I had another awesome ride today. Loved it on the steep stuff. Yeah, I can definitely climb better and longer as compared to the heavy Duro. Definitely easier to ‘throw around’ . Down hills, easier to gain control in around the rock gardens, which makes it less scary.

I could put much more torque and throw into the wheel that I felt on couple of occasions felt the tire slide or slip a little(“peel out”) , but not enough for me to lose balance. I guess I was still used to the heavier pressures needed for the Duro. Im sure with less knobby there’s lesser of a ‘bite’ into the really loose stuff. But Im sure with more experience on the Knard with being lighter footed, sorta quickly skimming through the loose stuff, i can make up the difference.

I believe Kh lineup did right by choosing the Knard on the 26"/29".
Simply Lovin it!

Thanks a lot for the detailed answer and the ‘Internet Archive’ link. Good stuff. Will follow your suggestions of measuremetns and comparing it to other frames etc… Thanks again :slight_smile:

24inch owners are getting some bad envy

At least the 24" Duro is a tad lighter. And the smaller wheel makes it maneuverable.
Having said that, will Surly come up with a 24" version of the Knard? :smiley:

That would be awesome! What about asking as a community? I don’t really know how to explain it in english, but if they receive lots of orders, they may consider a small production. Is it such a stupid idea?

Yes it is. 24" is practically dead in the bike industry, sad as that may be.

Besides, imo the duro is still an excellent tire. After feeling a 120 tpi knard, I wouldn’t use it for muni. 27 tpi is much better.

The sidewalls do seem very thin, but it’s handling the not so jagged rocky stuff in my area just fine. My riding appeals more to of climbing steep and riding down so the knard fits me better. Forgive me for such a change of heart, Im in total honeymoon with its significant weight loss and efficiency gain.:smiley:

At my mediocre level, I did really appreciated the confidence boosting (yeah, in that sense the Duro is super tough and handles the roughest terrain) , and also, a tremendous leg workout, no doubt.:stuck_out_tongue: Now Ive only submitted and becoming a weight weenie.
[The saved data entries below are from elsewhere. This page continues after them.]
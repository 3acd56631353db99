//! Bluetooth LE transport
//!
//! Talks to a UART-style GATT service: writes go to the TX characteristic,
//! notifications from the RX characteristic are queued for [`Transport::read`].
//! btleplug is async, so each transport drives it on a private single-worker
//! tokio runtime and exposes a blocking interface.

use super::{config_from_fields, Transport, TransportError, TransportKind, TransportStats};
use crate::config::SessionSettings;
use btleplug::api::{Central, Characteristic, Manager as _, Peripheral as _, ScanFilter, WriteType};
use btleplug::platform::{Adapter, Manager, Peripheral};
use bytes::Bytes;
use crossbeam_channel::{unbounded, Receiver, RecvTimeoutError};
use futures::stream::StreamExt;
use parking_lot::RwLock;
use serde::{Deserialize, Serialize};
use std::sync::Arc;
use std::time::{Duration, Instant};
use tokio::runtime::Runtime;
use uuid::Uuid;

/// Nordic UART Service
pub const NUS_SERVICE: Uuid = Uuid::from_u128(0x6e40_0001_b5a3_f393_e0a9_e50e_24dc_ca9e);
/// Nordic UART TX characteristic (central writes)
pub const NUS_TX: Uuid = Uuid::from_u128(0x6e40_0002_b5a3_f393_e0a9_e50e_24dc_ca9e);
/// Nordic UART RX characteristic (peripheral notifies)
pub const NUS_RX: Uuid = Uuid::from_u128(0x6e40_0003_b5a3_f393_e0a9_e50e_24dc_ca9e);

/// Bluetooth connection configuration
#[derive(Debug, Clone, PartialEq, Serialize, Deserialize)]
#[serde(default)]
pub struct BluetoothConfig {
    /// Device name or address
    #[serde(alias = "mac_address")]
    pub device: String,
    /// Service UUID
    pub service_uuid: Uuid,
    /// TX Characteristic UUID (for writing)
    pub tx_characteristic: Uuid,
    /// RX Characteristic UUID (for notifications)
    pub rx_characteristic: Uuid,
    /// Read wait in seconds
    pub timeout: f64,
    /// Connection timeout in seconds
    pub connect_timeout: f64,
    /// How long to scan before looking for the device, in seconds
    pub scan_secs: f64,
}

impl Default for BluetoothConfig {
    fn default() -> Self {
        Self {
            device: String::new(),
            service_uuid: NUS_SERVICE,
            tx_characteristic: NUS_TX,
            rx_characteristic: NUS_RX,
            timeout: 1.0,
            connect_timeout: 10.0,
            scan_secs: 3.0,
        }
    }
}

impl BluetoothConfig {
    fn validate(&self) -> Result<(), TransportError> {
        if self.device.is_empty() {
            return Err(TransportError::InvalidConfiguration(
                "device name or address is required".to_string(),
            ));
        }
        for (field, value) in [
            ("timeout", self.timeout),
            ("connect_timeout", self.connect_timeout),
            ("scan_secs", self.scan_secs),
        ] {
            if !value.is_finite() || value < 0.0 {
                return Err(TransportError::InvalidConfiguration(format!(
                    "{field} must be a non-negative number of seconds, got {value}"
                )));
            }
        }
        Ok(())
    }
}

/// Discovered Bluetooth device
#[derive(Debug, Clone, PartialEq, Eq, Serialize, Deserialize)]
pub struct DiscoveredDevice {
    /// Device name
    pub name: String,
    /// Device address
    pub address: String,
    /// RSSI (signal strength)
    pub rssi: Option<i16>,
    /// Advertised services
    pub services: Vec<Uuid>,
}

fn runtime() -> Result<Runtime, TransportError> {
    tokio::runtime::Builder::new_multi_thread()
        .worker_threads(1)
        .thread_name("labwire-ble")
        .enable_all()
        .build()
        .map_err(TransportError::IoError)
}

fn ble_failure(context: &str, err: &btleplug::Error) -> TransportError {
    TransportError::ConnectionFailed(format!("{context}: {err}"))
}

async fn first_adapter() -> Result<Adapter, TransportError> {
    let manager = Manager::new()
        .await
        .map_err(|e| ble_failure("Failed to create Bluetooth manager", &e))?;
    let adapters = manager
        .adapters()
        .await
        .map_err(|e| ble_failure("Failed to get adapters", &e))?;
    adapters
        .into_iter()
        .next()
        .ok_or_else(|| TransportError::ConnectionFailed("No Bluetooth adapter found".to_string()))
}

async fn scan_peripherals(adapter: &Adapter, duration: Duration) -> Result<Vec<Peripheral>, TransportError> {
    adapter
        .start_scan(ScanFilter::default())
        .await
        .map_err(|e| ble_failure("Failed to start scan", &e))?;
    tokio::time::sleep(duration).await;
    let peripherals = adapter
        .peripherals()
        .await
        .map_err(|e| ble_failure("Failed to get peripherals", &e))?;
    adapter
        .stop_scan()
        .await
        .map_err(|e| ble_failure("Failed to stop scan", &e))?;
    Ok(peripherals)
}

/// Scan for advertising devices for `duration`
pub fn discover(duration: Duration) -> Result<Vec<DiscoveredDevice>, TransportError> {
    let rt = runtime()?;
    rt.block_on(async {
        let adapter = first_adapter().await?;
        let mut devices = Vec::new();
        for peripheral in scan_peripherals(&adapter, duration).await? {
            if let Ok(Some(props)) = peripheral.properties().await {
                devices.push(DiscoveredDevice {
                    name: props.local_name.unwrap_or_else(|| "Unknown".to_string()),
                    address: peripheral.id().to_string(),
                    rssi: props.rssi,
                    services: props.services,
                });
            }
        }
        Ok(devices)
    })
}

/// Live connection state
struct Connection {
    runtime: Runtime,
    peripheral: Peripheral,
    tx_char: Characteristic,
    inbound: Receiver<Bytes>,
    forwarder: tokio::task::JoinHandle<()>,
}

/// Bluetooth BLE transport
pub struct BluetoothTransport {
    config: BluetoothConfig,
    connection: Option<Connection>,
    stats: Arc<RwLock<TransportStats>>,
    connected_at: Option<Instant>,
}

impl BluetoothTransport {
    /// Create a new Bluetooth transport
    pub fn new(config: BluetoothConfig) -> Result<Self, TransportError> {
        config.validate()?;
        Ok(Self {
            config,
            connection: None,
            stats: Arc::new(RwLock::new(TransportStats::default())),
            connected_at: None,
        })
    }

    /// Build from model fields
    pub fn from_fields(
        fields: &serde_yaml::Mapping,
        _session: &SessionSettings,
    ) -> Result<Self, TransportError> {
        Self::new(config_from_fields(TransportKind::Bluetooth, fields)?)
    }

    /// Configuration in use
    pub fn config(&self) -> &BluetoothConfig {
        &self.config
    }

    async fn open(
        config: &BluetoothConfig,
        stats: Arc<RwLock<TransportStats>>,
    ) -> Result<(Peripheral, Characteristic, Receiver<Bytes>, tokio::task::JoinHandle<()>), TransportError> {
        let adapter = first_adapter().await?;

        let mut found = None;
        for peripheral in scan_peripherals(&adapter, Duration::from_secs_f64(config.scan_secs)).await? {
            if let Ok(Some(props)) = peripheral.properties().await {
                let name = props.local_name.unwrap_or_default();
                if name == config.device || peripheral.id().to_string() == config.device {
                    found = Some(peripheral);
                    break;
                }
            }
        }
        let peripheral = found.ok_or_else(|| {
            TransportError::ConnectionFailed(format!("Device '{}' not found", config.device))
        })?;

        let timeout = Duration::from_secs_f64(config.connect_timeout);
        tokio::time::timeout(timeout, peripheral.connect())
            .await
            .map_err(|_| TransportError::Timeout(timeout))?
            .map_err(|e| ble_failure("Failed to connect", &e))?;

        peripheral
            .discover_services()
            .await
            .map_err(|e| ble_failure("Failed to discover services", &e))?;

        let characteristics = peripheral.characteristics();
        let find = |uuid: Uuid, role: &str| {
            characteristics
                .iter()
                .find(|c| c.uuid == uuid && c.service_uuid == config.service_uuid)
                .cloned()
                .ok_or_else(|| TransportError::ConnectionFailed(format!("{role} characteristic not found")))
        };
        let tx_char = find(config.tx_characteristic, "TX")?;
        let rx_char = find(config.rx_characteristic, "RX")?;

        peripheral
            .subscribe(&rx_char)
            .await
            .map_err(|e| ble_failure("Failed to subscribe", &e))?;
        let mut notifications = peripheral
            .notifications()
            .await
            .map_err(|e| ble_failure("Failed to open notification stream", &e))?;

        let (sender, inbound) = unbounded();
        let rx_uuid = rx_char.uuid;
        let forwarder = tokio::spawn(async move {
            while let Some(notification) = notifications.next().await {
                if notification.uuid != rx_uuid {
                    continue;
                }
                stats.write().record_received(notification.value.len());
                if sender.send(Bytes::from(notification.value)).is_err() {
                    break;
                }
            }
        });

        Ok((peripheral, tx_char, inbound, forwarder))
    }
}

impl Transport for BluetoothTransport {
    fn kind(&self) -> TransportKind {
        TransportKind::Bluetooth
    }

    fn connect(&mut self) -> Result<(), TransportError> {
        if self.connection.is_some() {
            return Ok(());
        }

        let runtime = runtime()?;
        *self.stats.write() = TransportStats::default();
        let (peripheral, tx_char, inbound, forwarder) =
            runtime.block_on(Self::open(&self.config, Arc::clone(&self.stats)))?;

        self.connection = Some(Connection {
            runtime,
            peripheral,
            tx_char,
            inbound,
            forwarder,
        });
        self.connected_at = Some(Instant::now());
        Ok(())
    }

    fn disconnect(&mut self) -> Result<(), TransportError> {
        let connection = self.connection.take().ok_or(TransportError::NotConnected)?;
        self.connected_at = None;

        connection.forwarder.abort();
        connection
            .runtime
            .block_on(connection.peripheral.disconnect())
            .map_err(|e| ble_failure("Failed to disconnect", &e))
    }

    fn is_connected(&self) -> bool {
        self.connection.is_some()
    }

    fn read(&mut self) -> Result<Bytes, TransportError> {
        let timeout = Duration::from_secs_f64(self.config.timeout);
        self.read_timeout(Some(timeout))
    }

    fn read_timeout(&mut self, timeout: Option<Duration>) -> Result<Bytes, TransportError> {
        let connection = self.connection.as_ref().ok_or(TransportError::NotConnected)?;
        let received = match timeout {
            Some(timeout) => connection.inbound.recv_timeout(timeout),
            None => connection.inbound.recv().map_err(|_| RecvTimeoutError::Disconnected),
        };
        match received {
            Ok(data) => Ok(data),
            Err(RecvTimeoutError::Timeout) => Ok(Bytes::new()),
            Err(RecvTimeoutError::Disconnected) => {
                // Notification stream ended: the peripheral went away
                self.connection = None;
                self.connected_at = None;
                Err(TransportError::Disconnected)
            }
        }
    }

    fn write(&mut self, data: &[u8]) -> Result<usize, TransportError> {
        let connection = self.connection.as_ref().ok_or(TransportError::NotConnected)?;
        connection
            .runtime
            .block_on(connection.peripheral.write(&connection.tx_char, data, WriteType::WithoutResponse))
            .map_err(|e| {
                self.stats.write().record_error();
                TransportError::SendError(format!("Write failed: {e}"))
            })?;
        self.stats.write().record_sent(data.len());
        Ok(data.len())
    }

    fn connection_info(&self) -> String {
        match &self.connection {
            Some(connection) => format!("BLE: {} ({})", self.config.device, connection.peripheral.id()),
            None => format!("BLE: {} (disconnected)", self.config.device),
        }
    }

    fn stats(&self) -> TransportStats {
        self.stats.read().snapshot(self.connected_at)
    }
}

#[cfg(test)]
mod tests {
    use super::*;

    #[test]
    fn test_bluetooth_config_default() {
        let config = BluetoothConfig::default();
        assert_eq!(config.service_uuid.to_string(), "6e400001-b5a3-f393-e0a9-e50e24dcca9e");
        assert_eq!(config.rx_characteristic, NUS_RX);
        assert!(BluetoothTransport::new(config).is_err());
    }

    #[test]
    fn test_fields_parse_uuids() {
        let fields: serde_yaml::Mapping = serde_yaml::from_str(
            "mac_address: \"84:76:37:80:A0:B3\"\nservice_uuid: 0000ffe0-0000-1000-8000-00805f9b34fb\n",
        )
        .unwrap();
        let transport = BluetoothTransport::from_fields(&fields, &SessionSettings::default()).unwrap();
        assert_eq!(transport.config().device, "84:76:37:80:A0:B3");
        assert_eq!(
            transport.config().service_uuid,
            Uuid::parse_str("0000ffe0-0000-1000-8000-00805f9b34fb").unwrap()
        );
        assert_eq!(transport.config().tx_characteristic, NUS_TX);
        assert_eq!(transport.connection_info(), "BLE: 84:76:37:80:A0:B3 (disconnected)");
    }

    #[test]
    fn test_bad_uuid_rejected() {
        let fields: serde_yaml::Mapping =
            serde_yaml::from_str("device: sensor\nrx_characteristic: not-a-uuid\n").unwrap();
        assert!(matches!(
            BluetoothTransport::from_fields(&fields, &SessionSettings::default()),
            Err(TransportError::InvalidConfiguration(_))
        ));
    }
}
Now time for me to find a lighter 36er tire to:p play with!

Dude stop touching my Knard :smiley:

Well I have quickly found the goldy locks zone. My trials is great just farting around in one little area but to much work and pedal strikes through the rocks. My Oregon is just to heavy for what I like to do in the summer great for snow covered trails. My nimbus 24 seems to be just right for those techy dh switch back trails with a lot of hop down rock gardens. Not to change the post but I think no knard on my 26 this yr.

Oregon got Knard


Little dot is my Oregon up there. Ive been tackling this hill for quite some time trying to ride down it without a UPD. The Duro just required too much back pedal pressure to remain balanced. Woohoo! Did it on my Knard. With 'S’s and also straight down it.

It really is good practice on this soft stuff, just in case of a nasty UPD.:wink: I just have to really watch out for rolling my ankle on the gopher holes, though. My new 510 Carvers seems to have the right grip and ankle support.


That looks great. I get the ankle thing. I now use ankle supports when I ride. They help a ton on not twisting or tweaking your ankle or foot.

Hi Caps, I got your message. Yes, I love the Knard more than ever now. Though, im not sure if its the case that my skills have improved so much since my hill riding with the Duro. Whatever it is, I know I am definitely better on it, again, maybe saddle time is a great contributor.
Sadly to announce, yesterday was my last day flying down that hill. Darn, whys all nice things have to end so soon. Apprearantly, an empoyee noticed me coming down that hill too many times and had stopped me. In the nicest tone of voice, he respectfully told me that hillsides are not to be ridden on. Because of errosion, nesting endangered ground owls, and potential rebars sticking out of the ground from previous staked sprinklers. Darn, he was so nice to me that I had no choice but to give him my words and stay only on trails. Yeah, I do see trails made by bikes that do premenently compact the soil, so with all repect, I will stay off the hillsides. Darn it though, it was blast when I was finally getting really good at it.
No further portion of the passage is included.